The huge black owl screamed. Never had Sigebert heard a more frustrated cry. In raging anguish it acknowledged that whether he walked in his own unimpressive body or winged abroad in baleful spirit-form as greatly enlarged bird of prey, Lucanor the mage of Antioch was a meager being who had need of a powerful ally… a powerful master.
The Frank suppressed his smile of relief. He sat impassive-seemingly-and he stared with flat, hooded eyes.
The vast wings beat wildly-and the black owl was not there. It vanished.

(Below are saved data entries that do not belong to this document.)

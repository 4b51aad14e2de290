//! Local position, rotation and scale of an entity
//!
//! The hierarchy itself (parent, children) and the resolved world matrix live
//! on the entity; the transform only carries the local part.

use crate::foundation::math::{compose, decompose, Mat4, Quat, Vec3};
use crate::io::{BinaryReader, BinaryWriter, StreamError};
use crate::scene::component::{ComponentContext, Lifecycle};

/// Local transform, relative to the parent entity
#[derive(Debug, Clone, PartialEq)]
pub struct Transform {
    /// Local position
    pub position: Vec3,
    /// Local rotation
    pub rotation: Quat,
    /// Local scale
    pub scale: Vec3,
}

impl Default for Transform {
    fn default() -> Self {
        Self {
            position: Vec3::zeros(),
            rotation: Quat::identity(),
            scale: Vec3::new(1.0, 1.0, 1.0),
        }
    }
}

impl Transform {
    /// Builder pattern: Set position
    #[must_use]
    pub fn with_position(mut self, position: Vec3) -> Self {
        self.position = position;
        self
    }

    /// Builder pattern: Set rotation
    #[must_use]
    pub fn with_rotation(mut self, rotation: Quat) -> Self {
        self.rotation = rotation;
        self
    }

    /// Builder pattern: Set scale
    #[must_use]
    pub fn with_scale(mut self, scale: Vec3) -> Self {
        self.scale = scale;
        self
    }

    /// Local matrix (TRS order)
    pub fn local_matrix(&self) -> Mat4 {
        compose(&self.position, &self.rotation, &self.scale)
    }

    /// Overwrite from a local matrix
    pub fn set_local_matrix(&mut self, matrix: &Mat4) {
        let (position, rotation, scale) = decompose(matrix);
        self.position = position;
        self.rotation = rotation;
        self.scale = scale;
    }
}

impl Lifecycle for Transform {
    fn serialize(&self, writer: &mut BinaryWriter<'_>) -> Result<(), StreamError> {
        writer.write_vec3(&self.position)?;
        writer.write_quat(&self.rotation)?;
        writer.write_vec3(&self.scale)
    }

    fn deserialize(&mut self, reader: &mut BinaryReader<'_>, _ctx: &ComponentContext<'_>) -> Result<(), StreamError> {
        self.position = reader.read_vec3()?;
        self.rotation = reader.read_quat()?;
        self.scale = reader.read_vec3()?;
        Ok(())
    }
}
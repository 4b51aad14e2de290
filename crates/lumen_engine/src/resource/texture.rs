//! Textures and their engine binary format
//!
//! Field order of the `.texture` format: mip count, each mip's bytes, kind,
//! bits per pixel, width, height, channels, grayscale, transparency,
//! mip-map flag, id, name, path. Any reordering breaks existing files.

use std::fs::File;
use std::io::{BufReader, BufWriter, Write};
use std::path::{Path, PathBuf};

use serde::{Deserialize, Serialize};

use super::{impl_resource_kind, name_from_path, ImageImporter, LoadState, Resource, ResourceError, ResourceHeader};
use crate::io::{BinaryReader, BinaryWriter, StreamError};
use crate::rendering::{GraphicsDevice, ShaderFlags, TextureId};

/// Extension of engine-format textures
pub const TEXTURE_EXTENSION: &str = "texture";

/// Material slot a texture is meant for
#[derive(Debug, Clone, Copy, PartialEq, Eq, PartialOrd, Ord, Hash, Default, Serialize, Deserialize)]
pub enum TextureKind {
    /// Not assigned to a slot
    #[default]
    Unknown,
    /// Base color
    Albedo,
    /// Surface roughness
    Roughness,
    /// Metalness
    Metallic,
    /// Tangent-space normals
    Normal,
    /// Height / displacement
    Height,
    /// Ambient occlusion
    Occlusion,
    /// Emitted light
    Emission,
    /// Alpha mask
    Mask,
    /// Environment cube map
    CubeMap,
}

impl TextureKind {
    /// Every slot kind, in persisted order
    pub const ALL: [Self; 10] = [
        Self::Unknown,
        Self::Albedo,
        Self::Roughness,
        Self::Metallic,
        Self::Normal,
        Self::Height,
        Self::Occlusion,
        Self::Emission,
        Self::Mask,
        Self::CubeMap,
    ];

    /// Persisted discriminant
    pub const fn as_u32(self) -> u32 {
        self as u32
    }

    /// Parse a persisted discriminant
    pub fn from_u32(value: u32) -> Option<Self> {
        Self::ALL.get(value as usize).copied()
    }

    /// Shader feature bit for this slot
    pub const fn shader_flag(self) -> ShaderFlags {
        match self {
            Self::Unknown => ShaderFlags::empty(),
            Self::Albedo => ShaderFlags::ALBEDO,
            Self::Roughness => ShaderFlags::ROUGHNESS,
            Self::Metallic => ShaderFlags::METALLIC,
            Self::Normal => ShaderFlags::NORMAL,
            Self::Height => ShaderFlags::HEIGHT,
            Self::Occlusion => ShaderFlags::OCCLUSION,
            Self::Emission => ShaderFlags::EMISSION,
            Self::Mask => ShaderFlags::MASK,
            Self::CubeMap => ShaderFlags::CUBE_MAP,
        }
    }
}

/// Image data plus the GPU texture created from it
pub struct Texture {
    header: ResourceHeader,
    kind: TextureKind,
    bpp: u32,
    width: u32,
    height: u32,
    channels: u32,
    grayscale: bool,
    transparent: bool,
    mipmaps: bool,
    mips: Vec<Vec<u8>>,
    gpu_texture: Option<TextureId>,
}

impl Texture {
    /// Create an empty texture
    pub const fn new(header: ResourceHeader) -> Self {
        Self {
            header,
            kind: TextureKind::Unknown,
            bpp: 0,
            width: 0,
            height: 0,
            channels: 0,
            grayscale: false,
            transparent: false,
            mipmaps: true,
            mips: Vec::new(),
            gpu_texture: None,
        }
    }

    /// Load from an engine-format file or any supported image
    ///
    /// On failure the error is logged, the load state is [`LoadState::Failed`]
    /// and whatever was read so far stays in place.
    pub fn load_from_file(
        &mut self,
        path: &Path,
        importer: &ImageImporter,
        device: Option<&dyn GraphicsDevice>,
    ) -> Result<(), ResourceError> {
        self.header.load_state = LoadState::Started;

        let result = self.read_file(path, importer).and_then(|()| match device {
            Some(device) => self.create_gpu_texture(device),
            None => Ok(()),
        });

        match result {
            Ok(()) => {
                self.header.load_state = LoadState::Completed;
                Ok(())
            }
            Err(e) => {
                log::error!("Failed to load texture {}: {e}", path.display());
                self.header.load_state = LoadState::Failed;
                Err(e)
            }
        }
    }

    fn read_file(&mut self, path: &Path, importer: &ImageImporter) -> Result<(), ResourceError> {
        let is_engine_format = path
            .extension()
            .is_some_and(|ext| ext.eq_ignore_ascii_case(TEXTURE_EXTENSION));

        if is_engine_format {
            let mut reader = BufReader::new(File::open(path)?);
            self.deserialize(&mut BinaryReader::new(&mut reader))?;
        } else {
            importer.load(path, self)?;
            // Saving writes the engine format next to the source image
            self.header.name = name_from_path(path);
            self.header.file_path = Some(path.with_extension(TEXTURE_EXTENSION));
        }
        Ok(())
    }

    /// Upload the mip chain to the device
    pub fn create_gpu_texture(&mut self, device: &dyn GraphicsDevice) -> Result<(), ResourceError> {
        let id = device.create_texture(self.width, self.height, self.channels, &self.mips)?;
        self.gpu_texture = Some(id);
        Ok(())
    }

    /// Replace the image data
    pub fn set_image(
        &mut self,
        width: u32,
        height: u32,
        channels: u32,
        grayscale: bool,
        transparent: bool,
        mips: Vec<Vec<u8>>,
    ) {
        self.width = width;
        self.height = height;
        self.channels = channels;
        self.bpp = channels * 8;
        self.grayscale = grayscale;
        self.transparent = transparent;
        self.mips = mips;
    }

    /// Assign the slot kind
    ///
    /// Source assets often mix up normal and height maps: a grayscale
    /// "normal" map becomes a height map and a colored "height" map becomes
    /// a normal map.
    pub fn set_kind(&mut self, kind: TextureKind) {
        self.kind = match kind {
            TextureKind::Normal if self.grayscale => TextureKind::Height,
            TextureKind::Height if !self.grayscale => TextureKind::Normal,
            other => other,
        };
    }

    /// Slot kind
    pub const fn kind(&self) -> TextureKind {
        self.kind
    }

    /// Width of mip 0
    pub const fn width(&self) -> u32 {
        self.width
    }

    /// Height of mip 0
    pub const fn height(&self) -> u32 {
        self.height
    }

    /// Color channels per pixel
    pub const fn channels(&self) -> u32 {
        self.channels
    }

    /// Bits per pixel
    pub const fn bpp(&self) -> u32 {
        self.bpp
    }

    /// Every pixel has r == g == b
    pub const fn is_grayscale(&self) -> bool {
        self.grayscale
    }

    /// Some pixel is not fully opaque
    pub const fn is_transparent(&self) -> bool {
        self.transparent
    }

    /// Whether a mip chain is wanted
    pub const fn mipmaps_enabled(&self) -> bool {
        self.mipmaps
    }

    /// Enable or disable the mip chain for future imports
    pub fn set_mipmaps_enabled(&mut self, enabled: bool) {
        self.mipmaps = enabled;
    }

    /// Mip levels, largest first
    pub fn mips(&self) -> &[Vec<u8>] {
        &self.mips
    }

    /// GPU texture, once uploaded
    pub const fn gpu_texture(&self) -> Option<TextureId> {
        self.gpu_texture
    }

    /// Write the engine format
    pub fn serialize(&self, writer: &mut BinaryWriter<'_>) -> Result<(), StreamError> {
        writer.write_len(self.mips.len())?;
        for mip in &self.mips {
            writer.write_bytes(mip)?;
        }
        writer.write_u32(self.kind.as_u32())?;
        writer.write_u32(self.bpp)?;
        writer.write_u32(self.width)?;
        writer.write_u32(self.height)?;
        writer.write_u32(self.channels)?;
        writer.write_bool(self.grayscale)?;
        writer.write_bool(self.transparent)?;
        writer.write_bool(self.mipmaps)?;
        writer.write_u64(self.header.id)?;
        writer.write_str(&self.header.name)?;
        let path = self
            .header
            .file_path
            .as_deref()
            .map(|p| p.to_string_lossy().into_owned())
            .unwrap_or_default();
        writer.write_str(&path)
    }

    /// Read the engine format
    pub fn deserialize(&mut self, reader: &mut BinaryReader<'_>) -> Result<(), StreamError> {
        let mip_count = reader.read_len()?;
        self.mips = (0..mip_count)
            .map(|_| reader.read_bytes())
            .collect::<Result<_, _>>()?;
        let kind = reader.read_u32()?;
        self.kind = TextureKind::from_u32(kind)
            .ok_or_else(|| StreamError::InvalidData(format!("unknown texture kind {kind}")))?;
        self.bpp = reader.read_u32()?;
        self.width = reader.read_u32()?;
        self.height = reader.read_u32()?;
        self.channels = reader.read_u32()?;
        self.grayscale = reader.read_bool()?;
        self.transparent = reader.read_bool()?;
        self.mipmaps = reader.read_bool()?;
        self.header.id = reader.read_u64()?;
        self.header.name = reader.read_string()?;
        let path = reader.read_string()?;
        self.header.file_path = (!path.is_empty()).then(|| PathBuf::from(path));
        Ok(())
    }
}

impl Resource for Texture {
    impl_resource_kind!(Texture);

    fn header(&self) -> &ResourceHeader {
        &self.header
    }

    fn header_mut(&mut self) -> &mut ResourceHeader {
        &mut self.header
    }

    fn memory_usage(&self) -> usize {
        self.mips.iter().map(Vec::len).sum()
    }

    fn save_to_file(&self, path: &Path) -> Result<(), ResourceError> {
        let mut file = BufWriter::new(File::create(path)?);
        self.serialize(&mut BinaryWriter::new(&mut file))?;
        file.flush()?;
        Ok(())
    }
}

#[cfg(test)]
mod tests {
    use super::*;
    use std::sync::Arc;

    use crate::rendering::HeadlessDevice;
    use crate::threading::Threading;

    fn importer() -> ImageImporter {
        ImageImporter::new(Arc::new(Threading::new(2)), vec![".png".to_string()], true)
    }

    fn checker(width: u32, height: u32) -> Texture {
        let mut texture = Texture::new(ResourceHeader::new(9).with_name("checker").with_path("checker.texture"));
        texture.set_image(width, height, 4, false, true, vec![vec![7u8; (width * height * 4) as usize]]);
        texture.set_kind(TextureKind::Albedo);
        texture
    }

    #[test]
    fn test_engine_format_round_trip() {
        let original = checker(4, 2);
        let mut bytes = Vec::new();
        original.serialize(&mut BinaryWriter::new(&mut bytes)).unwrap();

        let mut cursor = std::io::Cursor::new(bytes);
        let mut loaded = Texture::new(ResourceHeader::new(0));
        loaded.deserialize(&mut BinaryReader::new(&mut cursor)).unwrap();

        assert_eq!(loaded.id(), 9);
        assert_eq!(loaded.name(), "checker");
        assert_eq!(loaded.kind(), TextureKind::Albedo);
        assert_eq!((loaded.width(), loaded.height(), loaded.bpp()), (4, 2, 32));
        assert!(loaded.is_transparent());
        assert_eq!(loaded.mips(), original.mips());
        assert_eq!(loaded.header().file_path.as_deref(), Some(Path::new("checker.texture")));
    }

    #[test]
    fn test_field_order_starts_with_mips() {
        let texture = checker(1, 1);
        let mut bytes = Vec::new();
        texture.serialize(&mut BinaryWriter::new(&mut bytes)).unwrap();

        // mip count, first mip length, first mip bytes, then the kind
        assert_eq!(&bytes[0..4], &1u32.to_le_bytes());
        assert_eq!(&bytes[4..8], &4u32.to_le_bytes());
        assert_eq!(&bytes[12..16], &TextureKind::Albedo.as_u32().to_le_bytes());
    }

    #[test]
    fn test_normal_height_fix_up() {
        let mut gray = Texture::new(ResourceHeader::new(1));
        gray.set_image(1, 1, 4, true, false, vec![vec![0; 4]]);
        gray.set_kind(TextureKind::Normal);
        assert_eq!(gray.kind(), TextureKind::Height);

        let mut color = Texture::new(ResourceHeader::new(2));
        color.set_image(1, 1, 4, false, false, vec![vec![0; 4]]);
        color.set_kind(TextureKind::Height);
        assert_eq!(color.kind(), TextureKind::Normal);
    }

    #[test]
    fn test_save_then_load_engine_file() {
        let dir = tempfile::tempdir().unwrap();
        let path = dir.path().join("checker.texture");
        checker(2, 2).save_to_file(&path).unwrap();

        let device = HeadlessDevice::new();
        let mut loaded = Texture::new(ResourceHeader::new(0));
        loaded.load_from_file(&path, &importer(), Some(&device)).unwrap();
        assert_eq!(loaded.load_state(), LoadState::Completed);
        assert!(loaded.gpu_texture().is_some());
        assert_eq!(loaded.memory_usage(), 16);
    }

    #[test]
    fn test_missing_file_marks_failed() {
        let mut texture = Texture::new(ResourceHeader::new(0));
        let result = texture.load_from_file(Path::new("missing/nothing.texture"), &importer(), None);
        assert!(result.is_err());
        assert_eq!(texture.load_state(), LoadState::Failed);
    }

    #[test]
    fn test_kind_discriminants() {
        assert_eq!(TextureKind::from_u32(4), Some(TextureKind::Normal));
        assert_eq!(TextureKind::from_u32(99), None);
        assert_eq!(TextureKind::Unknown.shader_flag(), ShaderFlags::empty());
    }
}
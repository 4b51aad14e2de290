//! Renderable: a range of a model's shared geometry plus a material
//!
//! Geometry is never owned here. The renderable points at offsets into the
//! model's vertex and index buffers.

use std::fmt;

use crate::foundation::math::BoundingBox;
use crate::io::{BinaryReader, BinaryWriter, StreamError};
use crate::rendering::Vertex;
use crate::resource::{Material, Model, Resource, ResourceHandle, NOT_ASSIGNED};
use crate::scene::component::{ComponentContext, Lifecycle};

/// Binds an entity to shared geometry and a material
#[derive(Clone)]
pub struct Renderable {
    geometry_name: String,
    index_offset: u32,
    index_count: u32,
    vertex_offset: u32,
    vertex_count: u32,
    bounding_box: BoundingBox,
    model_name: String,
    model: Option<ResourceHandle<Model>>,
    material_name: String,
    material: Option<ResourceHandle<Material>>,
    /// Whether the geometry casts shadows
    pub cast_shadows: bool,
    /// Whether the geometry receives shadows
    pub receive_shadows: bool,
}

impl Default for Renderable {
    fn default() -> Self {
        Self {
            geometry_name: NOT_ASSIGNED.to_string(),
            index_offset: 0,
            index_count: 0,
            vertex_offset: 0,
            vertex_count: 0,
            bounding_box: BoundingBox::default(),
            model_name: NOT_ASSIGNED.to_string(),
            model: None,
            material_name: NOT_ASSIGNED.to_string(),
            material: None,
            cast_shadows: true,
            receive_shadows: true,
        }
    }
}

impl fmt::Debug for Renderable {
    fn fmt(&self, f: &mut fmt::Formatter<'_>) -> fmt::Result {
        f.debug_struct("Renderable")
            .field("geometry", &self.geometry_name)
            .field("indices", &(self.index_offset, self.index_count))
            .field("vertices", &(self.vertex_offset, self.vertex_count))
            .field("model", &self.model_name)
            .field("material", &self.material_name)
            .finish_non_exhaustive()
    }
}

impl Renderable {
    /// Point at a range of `model`'s shared geometry
    #[allow(clippy::too_many_arguments)]
    pub fn geometry_set(
        &mut self,
        name: impl Into<String>,
        index_offset: u32,
        index_count: u32,
        vertex_offset: u32,
        vertex_count: u32,
        bounding_box: BoundingBox,
        model: &ResourceHandle<Model>,
    ) {
        self.geometry_name = name.into();
        self.index_offset = index_offset;
        self.index_count = index_count;
        self.vertex_offset = vertex_offset;
        self.vertex_count = vertex_count;
        self.bounding_box = bounding_box;
        self.model_name = model.read().name().to_string();
        self.model = Some(model.clone());
    }

    /// Copy the referenced range out of the model
    pub fn geometry_get(&self) -> Option<(Vec<u32>, Vec<Vertex>)> {
        let model = self.model.as_ref()?;
        let model = model.read();
        Some(model.geometry_get(self.index_offset, self.index_count, self.vertex_offset, self.vertex_count))
    }

    /// Attach a material
    pub fn material_set(&mut self, material: &ResourceHandle<Material>) {
        self.material_name = material.read().name().to_string();
        self.material = Some(material.clone());
    }

    /// Name of the geometry range
    pub fn geometry_name(&self) -> &str {
        &self.geometry_name
    }

    /// First index of the range
    pub const fn index_offset(&self) -> u32 {
        self.index_offset
    }

    /// Number of indices in the range
    pub const fn index_count(&self) -> u32 {
        self.index_count
    }

    /// First vertex of the range
    pub const fn vertex_offset(&self) -> u32 {
        self.vertex_offset
    }

    /// Number of vertices in the range
    pub const fn vertex_count(&self) -> u32 {
        self.vertex_count
    }

    /// Bounds of the range in model space
    pub const fn bounding_box(&self) -> &BoundingBox {
        &self.bounding_box
    }

    /// Model owning the geometry
    pub const fn model(&self) -> Option<&ResourceHandle<Model>> {
        self.model.as_ref()
    }

    /// Material, if one is attached
    pub const fn material(&self) -> Option<&ResourceHandle<Material>> {
        self.material.as_ref()
    }

    /// Whether a material is attached
    pub const fn has_material(&self) -> bool {
        self.material.is_some()
    }

    /// Name of the model, kept even when the model is not loaded
    pub fn model_name(&self) -> &str {
        &self.model_name
    }

    /// Name of the material, kept even when the material is not loaded
    pub fn material_name(&self) -> &str {
        &self.material_name
    }
}

impl Lifecycle for Renderable {
    fn serialize(&self, writer: &mut BinaryWriter<'_>) -> Result<(), StreamError> {
        writer.write_str(&self.geometry_name)?;
        writer.write_u32(self.index_offset)?;
        writer.write_u32(self.index_count)?;
        writer.write_u32(self.vertex_offset)?;
        writer.write_u32(self.vertex_count)?;
        writer.write_vec3(&self.bounding_box.min)?;
        writer.write_vec3(&self.bounding_box.max)?;
        writer.write_str(&self.model_name)?;
        writer.write_str(&self.material_name)?;
        writer.write_bool(self.cast_shadows)?;
        writer.write_bool(self.receive_shadows)
    }

    fn deserialize(&mut self, reader: &mut BinaryReader<'_>, ctx: &ComponentContext<'_>) -> Result<(), StreamError> {
        self.geometry_name = reader.read_string()?;
        self.index_offset = reader.read_u32()?;
        self.index_count = reader.read_u32()?;
        self.vertex_offset = reader.read_u32()?;
        self.vertex_count = reader.read_u32()?;
        self.bounding_box = BoundingBox {
            min: reader.read_vec3()?,
            max: reader.read_vec3()?,
        };
        self.model_name = reader.read_string()?;
        self.material_name = reader.read_string()?;
        self.cast_shadows = reader.read_bool()?;
        self.receive_shadows = reader.read_bool()?;

        if let Some(cache) = ctx.cache {
            self.model = cache.get_by_name::<Model>(&self.model_name);
            self.material = cache.get_by_name::<Material>(&self.material_name);
            if self.model.is_none() && self.model_name != NOT_ASSIGNED {
                log::warn!("Entity {}: model '{}' is not loaded", ctx.owner, self.model_name);
            }
        }
        Ok(())
    }
}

Sigebert sat for a time ere he reached for the flagon. Even after that pause it slid in sweat when he lifted it, and he must set it down again until his hands had ceased their shaking. He wiped them on his clothing and felt their chill. He lifted and looked at them with a sort of remote curiosity while they trembled. And then, cynically, he laughed. It was release.
“By the gods! Had I been wrong-!” More release, that; the sound of his own voice helped. Now more wine was required, and more.
The girl Cathula was not troubled by his attentions that night, after all.
10
The sun shone bright and warm next day on Sigebert the Frank. He was at practice with swords in his courtyard. A rack of long Frankish blades stood to hand. Five of Sigebert’s barbarian soldiers were present, in their close-fitting trews and hard leather vests. Three watched whilst two engaged their master simultaneously, at his bidding.